Spotiflow

Spotiflow is a learning-based subpixel-accurate spot detection method for 2D and 3D fluorescence microscopy. It is primarily developed for spatial transcriptomics workflows that require transcript detection in large, multiplexed FISH-images, although it can also be used to detect spot-like structures in general fluorescence microscopy images and volumes. For more information, please refer to our paper.

Getting Started

Installation

First, create and activate a fresh conda environment (we currently support Python 3.9 to 3.12). If you don’t have conda installed, we recommend using miniforge.

$ conda create -n spotiflow python=3.12
$ conda activate spotiflow

Note (for MacOS users): if using MacOS, there is a known bug causing the installation of PyTorch with conda to sometimes break OpenMP. You can avoid installing PyTorch with conda and let install it automatically via pip instead. Then, install Pytorch using conda/ mamba. Please follow the official instructions for your system.

As an example, for a Linux system with CUDA (note that you should change the CUDA version to match the one installed on your system):

$ conda install pytorch torchvision pytorch-cuda=12.1 -c pytorch -c nvidia

Note (for Windows users): if using Windows, if using Windows, please install the latest Build Tools for Visual Studio (make sure to select the C++ build tools during installation) before proceeding to install Spotiflow.

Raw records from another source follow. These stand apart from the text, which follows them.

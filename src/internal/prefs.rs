use serde::{Deserialize, Serialize};
use std::fs;
use std::path::PathBuf;
use std::sync::{Arc, RwLock};

/// Persisted subset of the list query: page size and sort carry across
/// sessions, the page number deliberately does not.
///
/// Values are stored as they came from the user and validated by the caller
/// against the recognized option sets; this type only does structural parse.
#[derive(Debug, Clone, PartialEq, Eq, Default, Serialize, Deserialize)]
#[serde(default)]
pub struct Preferences {
    #[serde(rename = "pageSize", skip_serializing_if = "Option::is_none")]
    pub page_size: Option<u32>,
    #[serde(skip_serializing_if = "Option::is_none")]
    pub sort: Option<String>,
}

/// Storage for [`Preferences`]. Load fails open (any read or parse error
/// yields the empty value) and save fails silently, mirroring how little a
/// listing page can do about a broken preference store.
pub trait PreferenceStore {
    fn load(&self) -> Preferences;
    fn save(&mut self, prefs: &Preferences);
}

/// JSON file store under the per-user config directory.
pub struct FilePreferenceStore {
    path: Option<PathBuf>,
}

impl FilePreferenceStore {
    pub fn new() -> Self {
        let path = dirs::config_dir().map(|dir| dir.join("tui-ideas-app"));

        let path = match path {
            Some(dir) => {
                if !dir.exists()
                    && let Err(e) = fs::create_dir_all(&dir)
                {
                    tracing::warn!("Failed to create config directory {}: {}", dir.display(), e);
                    return Self { path: None };
                }
                Some(dir.join("preferences.json"))
            }
            None => {
                tracing::warn!("Could not find config directory; preferences will not persist");
                None
            }
        };

        Self { path }
    }

    pub fn with_path(path: PathBuf) -> Self {
        Self { path: Some(path) }
    }
}

impl Default for FilePreferenceStore {
    fn default() -> Self {
        Self::new()
    }
}

impl PreferenceStore for FilePreferenceStore {
    fn load(&self) -> Preferences {
        let Some(path) = &self.path else {
            return Preferences::default();
        };

        match fs::read_to_string(path) {
            Ok(content) => match serde_json::from_str(&content) {
                Ok(prefs) => prefs,
                Err(e) => {
                    tracing::warn!("Failed to parse {}: {}", path.display(), e);
                    Preferences::default()
                }
            },
            // Missing file is the common first-run case; not worth logging.
            Err(_) => Preferences::default(),
        }
    }

    fn save(&mut self, prefs: &Preferences) {
        let Some(path) = &self.path else {
            return;
        };

        match serde_json::to_string_pretty(prefs) {
            Ok(content) => {
                if let Err(e) = fs::write(path, content) {
                    tracing::warn!("Failed to write {}: {}", path.display(), e);
                }
            }
            Err(e) => {
                tracing::warn!("Failed to serialize preferences: {}", e);
            }
        }
    }
}

/// In-memory store for tests and headless use. Clones share the same
/// underlying value, so a test can keep a handle and observe saves made
/// through a boxed copy.
#[derive(Debug, Clone, Default)]
pub struct MemoryPreferenceStore {
    prefs: Arc<RwLock<Preferences>>,
}

impl MemoryPreferenceStore {
    pub fn new(prefs: Preferences) -> Self {
        Self {
            prefs: Arc::new(RwLock::new(prefs)),
        }
    }

    pub fn snapshot(&self) -> Preferences {
        self.load()
    }
}

impl PreferenceStore for MemoryPreferenceStore {
    fn load(&self) -> Preferences {
        self.prefs
            .read()
            .map(|prefs| prefs.clone())
            .unwrap_or_default()
    }

    fn save(&mut self, prefs: &Preferences) {
        if let Ok(mut guard) = self.prefs.write() {
            *guard = prefs.clone();
        }
    }
}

Finally, install spotiflow using pip:

$ pip install spotiflow

Predicting spots in an image

Python API

The snippet below shows how to retrieve the spots from an image using one of the pretrained models:

from skimage.io import imread
from spotiflow.model import Spotiflow
from spotiflow.utils import write_coords_csv


# Load the desired image
img = imread("/path/to/your/image")

# Load a pretrained model
model = Spotiflow.from_pretrained("general")

# Predict spots
spots, details = model.predict(img) # predict expects a numpy array

# spots is a numpy array with shape (n_spots, 2)
# details contains additional information about the prediction, like the predicted heatmap, the probability per spot, the flow field, etc.

# Save the results to a CSV file
write_coords_csv(spots, "/path/to/save/spots.csv")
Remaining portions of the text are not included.